▶ [Aim of the exercise] For this exercise, copy out each line of the material below that includes "enum".

▶ [Records supplied]
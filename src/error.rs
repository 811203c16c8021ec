use crate::{
    claims::UnknownAttribute,
    envelope::MalformedTokenError,
    signer::{SigningError, UnsupportedAlgorithm},
};
use std::fmt;

/// An error when building, encoding or validating a token.
#[derive(Debug, thiserror::Error)]
pub enum TokenError {
    #[error(transparent)]
    UnknownAttribute(#[from] UnknownAttribute),

    #[error("malformed token: {0}")]
    MalformedToken(#[from] MalformedTokenError),

    #[error("invalid token signature")]
    InvalidSignature,

    #[error("token is expired")]
    TokenExpired,

    #[error("encoding token: {0}")]
    EncodingFailure(String),

    #[error("unsupported algorithm: {0}")]
    UnsupportedAlgorithm(String),

    #[error("invalid key: {0}")]
    InvalidKey(String),
}

impl TokenError {
    /// The kind of this error.
    pub fn kind(&self) -> ErrorKind {
        match self {
            Self::UnknownAttribute(_) => ErrorKind::UnknownAttribute,
            Self::MalformedToken(_) => ErrorKind::MalformedToken,
            Self::InvalidSignature => ErrorKind::InvalidSignature,
            Self::TokenExpired => ErrorKind::TokenExpired,
            Self::EncodingFailure(_) => ErrorKind::EncodingFailure,
            Self::UnsupportedAlgorithm(_) => ErrorKind::UnsupportedAlgorithm,
            Self::InvalidKey(_) => ErrorKind::InvalidKey,
        }
    }
}

impl From<UnsupportedAlgorithm> for TokenError {
    fn from(error: UnsupportedAlgorithm) -> Self {
        Self::UnsupportedAlgorithm(error.0)
    }
}

impl From<SigningError> for TokenError {
    fn from(error: SigningError) -> Self {
        match error {
            SigningError::InvalidKey(reason) => Self::InvalidKey(reason.to_string()),
            SigningError::UnsupportedAlgorithm(algorithm) => algorithm.into(),
            SigningError::SigningFailed(reason) => Self::EncodingFailure(reason),
        }
    }
}

/// The kind of a [`TokenError`].
#[derive(Clone, Copy, Debug, PartialEq, Eq, Hash)]
pub enum ErrorKind {
    UnknownAttribute,
    MalformedToken,
    InvalidSignature,
    TokenExpired,
    EncodingFailure,
    UnsupportedAlgorithm,
    InvalidKey,
}

impl fmt::Display for ErrorKind {
    fn fmt(&self, f: &mut fmt::Formatter<'_>) -> fmt::Result {
        let text = match self {
            Self::UnknownAttribute => "unknown attribute",
            Self::MalformedToken => "malformed token",
            Self::InvalidSignature => "invalid signature",
            Self::TokenExpired => "token expired",
            Self::EncodingFailure => "encoding failure",
            Self::UnsupportedAlgorithm => "unsupported algorithm",
            Self::InvalidKey => "invalid key",
        };
        write!(f, "{text}")
    }
}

▶ [Solution to the problem]
pub enum TokenError {
pub enum ErrorKind {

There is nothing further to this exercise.